These orange chocolate chip muffins are deliciously soft and moist.  It takes almost 30 minutes from preparing the muffin batter to baking.  No mixer needed!

Orange chocolate chips on a wire rack.

If you love my orange cake loaf and love chocolate orange combination, then you’ll love these orange muffins with chocolate chips. This recipe is adapted from my orange cake loaf and orange blueberry muffins.

They are moist and light.  You can have these muffins at breakfast or serve them as a dessert. 

Orange chocolate chip muffin with oranges and muffins in the background.

You need a few simple ingredients.

Ingredients you’ll need

You can find the exact quantities at the bottom of my post, in the recipe card.

Ingredients to make orange chocolate chip muffins.
  • All purpose flour-It gives structure.
  • Baking powder-It works as a leavener.
  • Salt-It is optional.  I use just a little to balance the flavor and it brings the flavors out but you can omit it if you don’t use salt.
  • Orange– I use the zest of 2 oranges and juice of 3 oranges.
  • Sugar-I use just enough granulated sugar.
  • Egg-I use room temperature eggs.
  • Butter-I use melted butter that gives moisture.
  • Milk-I use it for flavor and moisture.
  • Chocolate Chips– I use semi sweet chocolate chips.

Step by step instructions

First I place the flour, baking powder and salt in a large bowl and stir with a whisk.  I set it aside.
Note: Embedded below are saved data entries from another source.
impl FlatScanner {
    /// Scanner for `<tag` with the given attribute names.
    pub fn new<I, S>(tag: &str, attributes: I) -> Self
    where
        I: IntoIterator<Item = S>,
        S: Into<String>,
    {
        Self {
            marker: format!("<{}", tag),
            attributes: attributes.into_iter().map(Into::into).collect(),
            anchor: InsertAnchor::default(),
            limits: ScanLimits::default(),
        }
    }

    /// Scanner for `<img` tracking `src`, `width` and `height`.
    pub fn img() -> Self {
        Self::new("img", ["src", "width", "height"])
    }

    /// Choose where insertions land.
    pub fn with_anchor(mut self, anchor: InsertAnchor) -> Self {
        self.anchor = anchor;
        self
    }

    /// Override scan limits.
    pub fn with_limits(mut self, limits: ScanLimits) -> Self {
        self.limits = limits;
        self
    }

    /// Tag name being scanned for.
    pub fn tag(&self) -> &str {
        &self.marker[1..]
    }

    /// Report every hit without changing the text.
    pub fn scan(&self, text: &str) -> Vec<ScanHit> {
        let mut hits = Vec::new();
        self.rewrite(text, |hit| {
            hits.push(hit.clone());
            Splice::Keep
        });
        hits
    }

    /// Scan `text`, asking `decide` what to splice at each hit.
    ///
    /// Splicing happens immediately; the scan continues right after the
    /// (possibly shifted) end of the tag just handled.
    pub fn rewrite<F>(&self, text: &str, mut decide: F) -> String
    where
        F: FnMut(&ScanHit) -> Splice,
    {
        let mut buf = LiveBuffer::new(text);
        let mut state = State::FindTag;
        let mut pending: Option<PendingHit> = None;

        loop {
            let pos = buf.cursor();
            let Some(byte) = buf.as_str().as_bytes().get(pos).copied() else {
                break;
            };
            if let Some(hit) = &pending {
                if pos - hit.tag_start > self.limits.max_tag_bytes {
                    log::debug!(
                        "<{}> at byte {} exceeds max_tag_bytes ({}); skipped",
                        self.tag(),
                        hit.tag_start,
                        self.limits.max_tag_bytes
                    );
                    buf.set_cursor(hit.attrs_start);
                    pending = None;
                    state = State::FindTag;
                    continue;
                }
            }

            match state {
                State::FindTag => {
                    let marker = self.marker.as_bytes();
                    let Some(found) = buf.as_str().as_bytes()[pos..]
                        .windows(marker.len())
                        .position(|window| window == marker)
                    else {
                        break;
                    };
                    let tag_start = pos + found;
                    let after = tag_start + self.marker.len();
                    match buf.as_str().as_bytes().get(after) {
                        Some(b) if b.is_ascii_whitespace() => {
                            pending = Some(PendingHit {
                                tag_start,
                                attrs_start: after + 1,
                                values: vec![String::new(); self.attributes.len()],
                            });
                            buf.set_cursor(after + 1);
                            state = State::FindAttr;
                        }
                        // `<imgx`, `<img>` or end of text.
                        _ => buf.set_cursor(after),
                    }
                }
                State::FindAttr => {
                    if byte == b'>' {
                        if let Some(hit) = pending.take() {
                            self.finish_hit(&mut buf, hit, pos, &mut decide);
                        }
                        state = State::FindTag;
                        continue;
                    }
                    if byte == b'<' {
                        pending = None;
                        state = State::FindTag;
                        continue;
                    }
                    if matches!(byte, b'"' | b'\'') {
                        // Untracked quoted values are opaque.
                        match buf.as_str().as_bytes()[pos + 1..]
                            .iter()
                            .position(|b| *b == byte)
                        {
                            Some(len) => buf.set_cursor(pos + len + 2),
                            None => {
                                pending = None;
                                state = State::FindTag;
                                buf.set_cursor(pos + 1);
                            }
                        }
                        continue;
                    }
                    match self.attribute_at(buf.as_str(), pos) {
                        Some(attr) => {
                            let mut value_start = pos + self.attributes[attr].len() + 1;
                            let quote = match buf.as_str().as_bytes().get(value_start).copied() {
                                Some(q @ (b'"' | b'\'')) => {
                                    value_start += 1;
                                    Some(q)
                                }
                                _ => None,
                            };
                            buf.set_cursor(value_start);
                            state = State::GetValue {
                                attr,
                                quote,
                                start: value_start,
                            };
                        }
                        None => buf.set_cursor(pos + 1),
                    }
                }
                State::GetValue { attr, quote, start } => {
                    let ends = match quote {
                        Some(q) => byte == q,
                        None => byte.is_ascii_whitespace() || byte == b'>',
                    };
                    if !ends {
                        if pos - start > self.limits.max_value_bytes {
                            log::debug!(
                                "Attribute {} at byte {} exceeds max_value_bytes ({}); skipped",
                                self.attributes[attr],
                                start,
                                self.limits.max_value_bytes
                            );
                            pending = None;
                            state = State::FindTag;
                        }
                        buf.set_cursor(pos + 1);
                        continue;
                    }
                    if let Some(hit) = pending.as_mut() {
                        let slot = &mut hit.values[attr];
                        if slot.is_empty() {
                            *slot = buf.as_str()[start..pos].to_string();
                        }
                    }
                    // An unquoted value stops on `>`, which FindAttr must see.
                    if byte != b'>' {
                        buf.set_cursor(pos + 1);
                    }
                    state = State::FindAttr;
                }
            }
        }

        buf.into_string()
    }

    /// Placement of attribute text `attrs` inside `hit`, as an edit in the
    /// coordinates of `text` (the buffer `hit` was reported against).
    pub fn insertion(&self, text: &str, hit: &ScanHit, attrs: String) -> Edit {
        match self.anchor {
            InsertAnchor::AfterMarker => Edit::Insert {
                at: hit.attrs_start,
                text: attrs,
            },
            InsertAnchor::BeforeClose => {
                let bytes = text.as_bytes();
                let at = if hit.close > hit.attrs_start && bytes.get(hit.close - 1) == Some(&b'/') {
                    hit.close - 1
                } else {
                    hit.close
                };
                let spaced = at
                    .checked_sub(1)
                    .and_then(|prev| bytes.get(prev))
                    .is_some_and(u8::is_ascii_whitespace);
                let text = if spaced { attrs } else { format!(" {}", attrs) };
                Edit::Insert { at, text }
            }
        }
    }

    /// Index of the tracked attribute whose `name=` starts at `pos`.
    fn attribute_at(&self, text: &str, pos: usize) -> Option<usize> {
        let bytes = text.as_bytes();
        let boundary = pos
            .checked_sub(1)
            .and_then(|prev| bytes.get(prev))
            .is_some_and(|b| b.is_ascii_whitespace() || matches!(*b, b'"' | b'\'' | b'/'));
        if !boundary {
            return None;
        }
        let rest = &bytes[pos..];
        self.attributes.iter().position(|name| {
            rest.len() > name.len()
                && rest.starts_with(name.as_bytes())
                && rest[name.len()] == b'='
        })
    }

    fn finish_hit<F>(&self, buf: &mut LiveBuffer, pending: PendingHit, close: usize, decide: &mut F)
    where
        F: FnMut(&ScanHit) -> Splice,
    {
        let hit = ScanHit {
            tag_start: pending.tag_start,
            attrs_start: pending.attrs_start,
            close,
            values: self
                .attributes
                .iter()
                .cloned()
                .zip(pending.values)
                .collect(),
        };
        let result = match decide(&hit) {
            Splice::Keep => Ok(()),
            Splice::Insert(text) => {
                let edit = self.insertion(buf.as_str(), &hit, text);
                buf.insert(edit.span().start, edit.text())
            }
            Splice::Wrap { before, after } => buf
                .insert(close + 1, &after)
                .and_then(|()| buf.insert(hit.tag_start, &before))
                .map(|()| buf.set_cursor(buf.cursor() + after.len())),
        };
        if let Err(err) = result {
            log::warn!("Failed to splice <{}> at byte {}: {}", self.tag(), close, err);
        }
        // Cursor sits on the (shifted) `>`; resume right after it.
        buf.set_cursor(buf.cursor() + 1);
    }
}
Collage that shows mixing the flour mixture.

Then I mix the zest of orange and sugar with a whisk to release the orange flavor. Once mixed I add the eggs and stir for almost 20 seconds or so until just combined.

Collage that shows stirring orange zest and sugar, then adding the eggs.

Next I mix in the milk, cooled melted butter and orange juice.

Collage that shows mixing in milk, melted butter and orange juice.

I pour the wet ingredients over the flour mixture and stir with a whisk.

Collage that shows pouring wet ingredients over flour mixture and stirring with a whisk.

Before adding the chocolate chips, I place them in a small bowl with 1 tablespoon of flour and stir with a spoon to avoid chocolate chips sinking to the bottom while baking.

Collage that shows combining flour with chocolate chips.

I add the chocolate chips to the batter and fold with a spatula.

Collage that shows folding chocolate chips into the batter.

Finally I fill the batter to the top into a paper lined 12 cup muffin tin and bake for 18 minutes or until a toothpick that is inserted into the center comes out clean.

Orange chocolate chip muffins before and after baking in a muffin tin.

I let the muffins stay in the muffin pan for 10 minutes and then gently remove and place on a wire rack to cool. Enjoy!

Orange chocolate chip muffin that is cut in half.
How to Store

You can keep the cooled muffins in an airtight container for 3 days at room temperature, 5 days in the fridge and 2 months in the freezer. You should thaw overnight in the fridge or thaw at room temperature.

Recipes with Chocolate and Orange!

  • Chocolate Orange Ganache Cake
  • Chocolate Orange Ganache
  • Chocolate Orange Shortbread Cookies
  • Candied Covered Candied Orange Peels
  • Candied Orange Slices

I love hearing from you!  If you try this recipe or my other recipes please leave a comment and give a star rating!

Orange chocolate chip muffins on a wire rack.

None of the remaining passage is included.